(Items from a data source)
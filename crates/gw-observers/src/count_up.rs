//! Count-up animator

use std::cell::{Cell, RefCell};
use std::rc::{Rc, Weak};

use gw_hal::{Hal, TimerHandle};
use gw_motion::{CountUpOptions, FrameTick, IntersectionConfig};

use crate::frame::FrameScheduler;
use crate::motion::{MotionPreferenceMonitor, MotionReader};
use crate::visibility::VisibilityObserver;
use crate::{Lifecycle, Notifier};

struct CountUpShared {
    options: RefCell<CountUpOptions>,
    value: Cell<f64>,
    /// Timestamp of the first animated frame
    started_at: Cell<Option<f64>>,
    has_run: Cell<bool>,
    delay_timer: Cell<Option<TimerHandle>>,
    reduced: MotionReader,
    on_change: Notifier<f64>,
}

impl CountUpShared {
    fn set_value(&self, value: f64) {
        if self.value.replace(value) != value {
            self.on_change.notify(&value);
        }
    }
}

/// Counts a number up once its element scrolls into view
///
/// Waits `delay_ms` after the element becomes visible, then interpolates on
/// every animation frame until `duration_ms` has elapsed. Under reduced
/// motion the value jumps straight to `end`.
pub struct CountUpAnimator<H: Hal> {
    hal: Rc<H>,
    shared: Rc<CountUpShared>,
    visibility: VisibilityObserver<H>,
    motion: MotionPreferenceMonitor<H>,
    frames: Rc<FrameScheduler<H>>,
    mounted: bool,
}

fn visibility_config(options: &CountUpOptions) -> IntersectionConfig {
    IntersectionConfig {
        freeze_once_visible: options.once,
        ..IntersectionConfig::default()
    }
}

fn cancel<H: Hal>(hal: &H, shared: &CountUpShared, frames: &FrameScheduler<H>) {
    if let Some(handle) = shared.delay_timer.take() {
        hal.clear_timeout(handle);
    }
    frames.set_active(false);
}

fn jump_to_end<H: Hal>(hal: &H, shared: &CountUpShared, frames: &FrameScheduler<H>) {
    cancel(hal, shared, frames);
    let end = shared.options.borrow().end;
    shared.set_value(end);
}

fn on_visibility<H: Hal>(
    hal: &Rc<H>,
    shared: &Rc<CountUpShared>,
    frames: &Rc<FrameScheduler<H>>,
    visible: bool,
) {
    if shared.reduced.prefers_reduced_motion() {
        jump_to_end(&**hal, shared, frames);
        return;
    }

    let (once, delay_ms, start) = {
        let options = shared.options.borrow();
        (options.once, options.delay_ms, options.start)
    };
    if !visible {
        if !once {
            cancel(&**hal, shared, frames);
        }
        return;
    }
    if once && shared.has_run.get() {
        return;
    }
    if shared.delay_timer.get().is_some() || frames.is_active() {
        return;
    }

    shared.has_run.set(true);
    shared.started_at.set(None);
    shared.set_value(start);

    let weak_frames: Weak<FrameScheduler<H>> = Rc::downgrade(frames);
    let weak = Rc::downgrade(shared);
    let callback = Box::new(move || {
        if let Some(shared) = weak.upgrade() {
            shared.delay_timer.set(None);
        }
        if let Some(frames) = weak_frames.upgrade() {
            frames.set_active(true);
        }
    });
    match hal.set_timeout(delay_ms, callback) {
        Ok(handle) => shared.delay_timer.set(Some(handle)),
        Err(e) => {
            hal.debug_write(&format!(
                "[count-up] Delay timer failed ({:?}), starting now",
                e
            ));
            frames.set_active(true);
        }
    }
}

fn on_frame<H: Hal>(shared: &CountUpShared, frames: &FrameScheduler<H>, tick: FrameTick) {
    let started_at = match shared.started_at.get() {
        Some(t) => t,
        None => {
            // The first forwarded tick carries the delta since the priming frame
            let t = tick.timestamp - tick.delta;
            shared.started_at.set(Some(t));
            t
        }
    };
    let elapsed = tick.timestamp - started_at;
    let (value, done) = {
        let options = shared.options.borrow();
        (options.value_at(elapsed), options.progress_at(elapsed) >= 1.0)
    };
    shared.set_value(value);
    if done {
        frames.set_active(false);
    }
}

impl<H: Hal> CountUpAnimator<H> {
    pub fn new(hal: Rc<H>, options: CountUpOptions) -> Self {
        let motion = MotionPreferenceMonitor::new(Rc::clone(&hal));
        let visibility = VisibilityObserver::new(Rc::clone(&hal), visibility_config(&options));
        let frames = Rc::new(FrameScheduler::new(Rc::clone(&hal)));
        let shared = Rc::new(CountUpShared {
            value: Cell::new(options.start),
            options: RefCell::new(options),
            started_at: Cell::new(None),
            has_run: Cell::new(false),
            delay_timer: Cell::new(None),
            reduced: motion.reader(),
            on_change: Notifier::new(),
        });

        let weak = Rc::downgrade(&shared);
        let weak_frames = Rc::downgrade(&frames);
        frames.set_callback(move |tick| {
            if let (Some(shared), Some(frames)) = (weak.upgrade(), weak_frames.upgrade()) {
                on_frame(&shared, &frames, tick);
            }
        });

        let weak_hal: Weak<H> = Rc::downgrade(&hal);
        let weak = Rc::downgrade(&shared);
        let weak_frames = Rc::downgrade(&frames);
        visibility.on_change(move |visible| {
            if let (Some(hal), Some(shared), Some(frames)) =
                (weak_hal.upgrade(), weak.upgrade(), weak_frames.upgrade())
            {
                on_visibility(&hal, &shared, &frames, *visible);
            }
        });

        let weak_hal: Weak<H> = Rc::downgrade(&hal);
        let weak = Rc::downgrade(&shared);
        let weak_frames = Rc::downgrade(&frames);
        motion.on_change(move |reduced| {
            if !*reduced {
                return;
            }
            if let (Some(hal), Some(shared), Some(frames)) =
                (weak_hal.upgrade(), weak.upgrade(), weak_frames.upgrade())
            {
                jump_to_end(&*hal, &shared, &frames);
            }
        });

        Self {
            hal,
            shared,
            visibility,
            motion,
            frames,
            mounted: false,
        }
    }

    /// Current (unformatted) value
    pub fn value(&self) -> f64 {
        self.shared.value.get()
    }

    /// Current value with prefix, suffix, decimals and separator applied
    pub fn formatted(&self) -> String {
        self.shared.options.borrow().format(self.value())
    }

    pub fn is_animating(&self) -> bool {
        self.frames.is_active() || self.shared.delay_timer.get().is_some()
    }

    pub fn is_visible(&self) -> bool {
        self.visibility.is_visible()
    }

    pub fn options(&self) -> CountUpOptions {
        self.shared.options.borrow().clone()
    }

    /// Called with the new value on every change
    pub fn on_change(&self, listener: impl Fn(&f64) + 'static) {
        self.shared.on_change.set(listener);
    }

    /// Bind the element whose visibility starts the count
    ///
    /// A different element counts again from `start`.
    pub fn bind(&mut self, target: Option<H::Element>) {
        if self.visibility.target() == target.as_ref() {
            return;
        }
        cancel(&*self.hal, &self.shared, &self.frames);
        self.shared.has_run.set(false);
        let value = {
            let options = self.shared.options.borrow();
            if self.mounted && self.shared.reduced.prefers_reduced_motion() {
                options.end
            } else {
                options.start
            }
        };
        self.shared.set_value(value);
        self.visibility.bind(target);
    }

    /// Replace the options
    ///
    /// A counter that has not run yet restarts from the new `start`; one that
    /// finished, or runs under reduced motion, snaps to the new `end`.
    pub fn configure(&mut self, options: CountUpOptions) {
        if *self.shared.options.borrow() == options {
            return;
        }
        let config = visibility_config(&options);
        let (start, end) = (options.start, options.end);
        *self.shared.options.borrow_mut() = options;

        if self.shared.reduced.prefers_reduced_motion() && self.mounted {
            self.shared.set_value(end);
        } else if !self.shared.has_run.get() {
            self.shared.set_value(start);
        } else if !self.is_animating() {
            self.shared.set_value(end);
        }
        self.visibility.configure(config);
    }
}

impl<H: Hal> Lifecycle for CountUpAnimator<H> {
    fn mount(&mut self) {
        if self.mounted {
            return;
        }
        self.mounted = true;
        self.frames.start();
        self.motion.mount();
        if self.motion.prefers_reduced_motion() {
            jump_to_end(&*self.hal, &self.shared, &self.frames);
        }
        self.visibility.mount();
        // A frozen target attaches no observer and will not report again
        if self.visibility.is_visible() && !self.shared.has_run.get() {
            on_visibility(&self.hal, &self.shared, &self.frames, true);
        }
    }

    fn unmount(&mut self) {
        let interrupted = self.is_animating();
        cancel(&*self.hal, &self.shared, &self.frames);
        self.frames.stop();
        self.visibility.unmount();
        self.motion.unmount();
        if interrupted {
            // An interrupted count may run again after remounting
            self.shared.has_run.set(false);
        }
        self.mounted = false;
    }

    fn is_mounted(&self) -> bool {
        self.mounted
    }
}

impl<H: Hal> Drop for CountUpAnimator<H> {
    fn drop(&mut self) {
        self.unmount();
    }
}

◆ EXERCISE AIM
All lines above from the one with "let (start, end)" to the one with "fn unmount(&mut self)", inclusive, should be copied exactly, and no other lines.

◆ ANSWER BELOW
        let (start, end) = (options.start, options.end);
        *self.shared.options.borrow_mut() = options;

        if self.shared.reduced.prefers_reduced_motion() && self.mounted {
            self.shared.set_value(end);
        } else if !self.shared.has_run.get() {
            self.shared.set_value(start);
        } else if !self.is_animating() {
            self.shared.set_value(end);
        }
        self.visibility.configure(config);
    }
}

impl<H: Hal> Lifecycle for CountUpAnimator<H> {
    fn mount(&mut self) {
        if self.mounted {
            return;
        }
        self.mounted = true;
        self.frames.start();
        self.motion.mount();
        if self.motion.prefers_reduced_motion() {
            jump_to_end(&*self.hal, &self.shared, &self.frames);
        }
        self.visibility.mount();
        // A frozen target attaches no observer and will not report again
        if self.visibility.is_visible() && !self.shared.has_run.get() {
            on_visibility(&self.hal, &self.shared, &self.frames, true);
        }
    }

    fn unmount(&mut self) {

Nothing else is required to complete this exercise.